Problem requirements: Once you have read the data below, please repeat all of it exactly.

Available data:
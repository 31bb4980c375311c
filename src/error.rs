//! Error types for Hoist
//!
//! Uses `thiserror` for library errors. Every fatal stage failure maps to
//! one `HoistError` variant; variants caused by a command carry the
//! `CommandFailure` so the log and the process exit code can name it.

use std::fmt;
use std::path::PathBuf;
use thiserror::Error;

use crate::domain::entities::Stage;

/// Result type alias for Hoist operations
pub type HoistResult<T> = Result<T, HoistError>;

/// A local or remote command that did not succeed
#[derive(Debug, Clone, PartialEq, Eq)]
pub struct CommandFailure {
    /// Command line as it was logged (secrets already redacted)
    pub command: String,
    /// Exit status, or `None` when the command could not be started
    pub exit_code: Option<i32>,
    /// Captured standard error (or the launch error message)
    pub stderr: String,
}

impl CommandFailure {
    pub fn new(command: impl Into<String>, exit_code: Option<i32>, stderr: impl Into<String>) -> Self {
        Self {
            command: command.into(),
            exit_code,
            stderr: stderr.into(),
        }
    }

    /// Last non-empty line of stderr, for one-line summaries
    pub fn last_stderr_line(&self) -> Option<&str> {
        self.stderr.lines().rev().map(str::trim).find(|l| !l.is_empty())
    }
}

impl fmt::Display for CommandFailure {
    fn fmt(&self, f: &mut fmt::Formatter<'_>) -> fmt::Result {
        match self.exit_code {
            Some(code) => write!(f, "`{}` exited with status {}", self.command, code)?,
            None => write!(f, "`{}` could not be run", self.command)?,
        }
        if let Some(line) = self.last_stderr_line() {
            write!(f, " ({})", line)?;
        }
        Ok(())
    }
}

/// Main error type for Hoist operations
#[derive(Error, Debug)]
pub enum HoistError {
    /// Missing or invalid input, detected before any stage runs
    #[error("invalid configuration: {message}")]
    Config { message: String },

    /// Clone, fetch or checkout failed
    #[error("failed to fetch source: {message}")]
    Fetch {
        message: String,
        failure: Option<CommandFailure>,
    },

    /// No recognized container build descriptor
    #[error("unsupported project at {}: {reason}", path.display())]
    UnsupportedProject { path: PathBuf, reason: String },

    /// Remote session could not be established
    #[error("cannot connect to {destination}: {message}")]
    Connection {
        destination: String,
        message: String,
        failure: Option<CommandFailure>,
    },

    /// No known package manager on the remote host
    #[error("no supported package manager on {destination} (tried {tried})")]
    UnsupportedDistro { destination: String, tried: String },

    /// Installing a required service failed
    #[error("failed to install {service}: {failure}")]
    Install {
        service: String,
        failure: CommandFailure,
    },

    /// Synchronizing the project tree failed
    #[error("failed to transfer project files: {failure}")]
    Transfer { failure: CommandFailure },

    /// Building or starting the application failed
    #[error("failed to {action}: {failure}")]
    Deploy {
        action: String,
        failure: CommandFailure,
    },

    /// nginx rejected the generated site or could not be reloaded
    #[error("reverse proxy configuration failed: {failure}")]
    ProxyConfig { failure: CommandFailure },

    /// A fatal post-deploy check failed
    #[error("deployment validation failed: {}", failed.join(", "))]
    Validation { failed: Vec<String> },

    /// The run was interrupted between stages
    #[error("interrupted before stage '{stage}'")]
    Interrupted { stage: Stage },

    /// IO error
    #[error("IO error: {0}")]
    Io(#[from] std::io::Error),
}

impl HoistError {
    pub fn config(message: impl Into<String>) -> Self {
        HoistError::Config {
            message: message.into(),
        }
    }

    /// Taxonomy name used in log records
    pub fn kind(&self) -> &'static str {
        match self {
            HoistError::Config { .. } => "ConfigError",
            HoistError::Fetch { .. } => "FetchError",
            HoistError::UnsupportedProject { .. } => "UnsupportedProjectError",
            HoistError::Connection { .. } => "ConnectionError",
            HoistError::UnsupportedDistro { .. } => "UnsupportedDistroError",
            HoistError::Install { .. } => "InstallError",
            HoistError::Transfer { .. } => "TransferError",
            HoistError::Deploy { .. } => "DeployError",
            HoistError::ProxyConfig { .. } => "ProxyConfigError",
            HoistError::Validation { .. } => "ValidationError",
            HoistError::Interrupted { .. } => "Interrupted",
            HoistError::Io(_) => "IoError",
        }
    }

    /// The command behind this error, if one was involved
    pub fn failure(&self) -> Option<&CommandFailure> {
        match self {
            HoistError::Fetch { failure, .. } | HoistError::Connection { failure, .. } => {
                failure.as_ref()
            }
            HoistError::Install { failure, .. }
            | HoistError::Transfer { failure }
            | HoistError::Deploy { failure, .. }
            | HoistError::ProxyConfig { failure } => Some(failure),
            _ => None,
        }
    }

    /// Process exit status for this error
    ///
    /// Propagates the failing command's status when it fits in a process
    /// exit code, otherwise falls back to 1.
    pub fn exit_code(&self) -> i32 {
        if let HoistError::Interrupted { .. } = self {
            return 130;
        }
        self.failure()
            .and_then(|f| f.exit_code)
            .filter(|code| (1..=255).contains(code))
            .unwrap_or(1)
    }
}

Written solution:
repository 31bb4980c375311c
filename src/error.rs
//! Error types for Hoist
//!
//! Uses `thiserror` for library errors. Every fatal stage failure maps to
//! one `HoistError` variant; variants caused by a command carry the
//! `CommandFailure` so the log and the process exit code can name it.

use std::fmt;
use std::path::PathBuf;
use thiserror::Error;

use crate::domain::entities::Stage;

/// Result type alias for Hoist operations
pub type HoistResult<T> = Result<T, HoistError>;

/// A local or remote command that did not succeed
#[derive(Debug, Clone, PartialEq, Eq)]
pub struct CommandFailure {
    /// Command line as it was logged (secrets already redacted)
    pub command: String,
    /// Exit status, or `None` when the command could not be started
    pub exit_code: Option<i32>,
    /// Captured standard error (or the launch error message)
    pub stderr: String,
}

impl CommandFailure {
    pub fn new(command: impl Into<String>, exit_code: Option<i32>, stderr: impl Into<String>) -> Self {
        Self {
            command: command.into(),
            exit_code,
            stderr: stderr.into(),
        }
    }

    /// Last non-empty line of stderr, for one-line summaries
    pub fn last_stderr_line(&self) -> Option<&str> {
        self.stderr.lines().rev().map(str::trim).find(|l| !l.is_empty())
    }
}

impl fmt::Display for CommandFailure {
    fn fmt(&self, f: &mut fmt::Formatter<'_>) -> fmt::Result {
        match self.exit_code {
            Some(code) => write!(f, "`{}` exited with status {}", self.command, code)?,
            None => write!(f, "`{}` could not be run", self.command)?,
        }
        if let Some(line) = self.last_stderr_line() {
            write!(f, " ({})", line)?;
        }
        Ok(())
    }
}

/// Main error type for Hoist operations
#[derive(Error, Debug)]
pub enum HoistError {
    /// Missing or invalid input, detected before any stage runs
    #[error("invalid configuration: {message}")]
    Config { message: String },

    /// Clone, fetch or checkout failed
    #[error("failed to fetch source: {message}")]
    Fetch {
        message: String,
        failure: Option<CommandFailure>,
    },

    /// No recognized container build descriptor
    #[error("unsupported project at {}: {reason}", path.display())]
    UnsupportedProject { path: PathBuf, reason: String },

    /// Remote session could not be established
    #[error("cannot connect to {destination}: {message}")]
    Connection {
        destination: String,
        message: String,
        failure: Option<CommandFailure>,
    },

    /// No known package manager on the remote host
    #[error("no supported package manager on {destination} (tried {tried})")]
    UnsupportedDistro { destination: String, tried: String },

    /// Installing a required service failed
    #[error("failed to install {service}: {failure}")]
    Install {
        service: String,
        failure: CommandFailure,
    },

    /// Synchronizing the project tree failed
    #[error("failed to transfer project files: {failure}")]
    Transfer { failure: CommandFailure },

    /// Building or starting the application failed
    #[error("failed to {action}: {failure}")]
    Deploy {
        action: String,
        failure: CommandFailure,
    },

    /// nginx rejected the generated site or could not be reloaded
    #[error("reverse proxy configuration failed: {failure}")]
    ProxyConfig { failure: CommandFailure },

    /// A fatal post-deploy check failed
    #[error("deployment validation failed: {}", failed.join(", "))]
    Validation { failed: Vec<String> },

    /// The run was interrupted between stages
    #[error("interrupted before stage '{stage}'")]
    Interrupted { stage: Stage },

    /// IO error
    #[error("IO error: {0}")]
    Io(#[from] std::io::Error),
}

impl HoistError {
    pub fn config(message: impl Into<String>) -> Self {
        HoistError::Config {
            message: message.into(),
        }
    }

    /// Taxonomy name used in log records
    pub fn kind(&self) -> &'static str {
        match self {
            HoistError::Config { .. } => "ConfigError",
            HoistError::Fetch { .. } => "FetchError",
            HoistError::UnsupportedProject { .. } => "UnsupportedProjectError",
            HoistError::Connection { .. } => "ConnectionError",
            HoistError::UnsupportedDistro { .. } => "UnsupportedDistroError",
            HoistError::Install { .. } => "InstallError",
            HoistError::Transfer { .. } => "TransferError",
            HoistError::Deploy { .. } => "DeployError",
            HoistError::ProxyConfig { .. } => "ProxyConfigError",
            HoistError::Validation { .. } => "ValidationError",
            HoistError::Interrupted { .. } => "Interrupted",
            HoistError::Io(_) => "IoError",
        }
    }

    /// The command behind this error, if one was involved
    pub fn failure(&self) -> Option<&CommandFailure> {
        match self {
            HoistError::Fetch { failure, .. } | HoistError::Connection { failure, .. } => {
                failure.as_ref()
            }
            HoistError::Install { failure, .. }
            | HoistError::Transfer { failure }
            | HoistError::Deploy { failure, .. }
            | HoistError::ProxyConfig { failure } => Some(failure),
            _ => None,
        }
    }

    /// Process exit status for this error
    ///
    /// Propagates the failing command's status when it fits in a process
    /// exit code, otherwise falls back to 1.
    pub fn exit_code(&self) -> i32 {
        if let HoistError::Interrupted { .. } = self {
            return 130;
        }
        self.failure()
            .and_then(|f| f.exit_code)
            .filter(|code| (1..=255).contains(code))
            .unwrap_or(1)
    }
}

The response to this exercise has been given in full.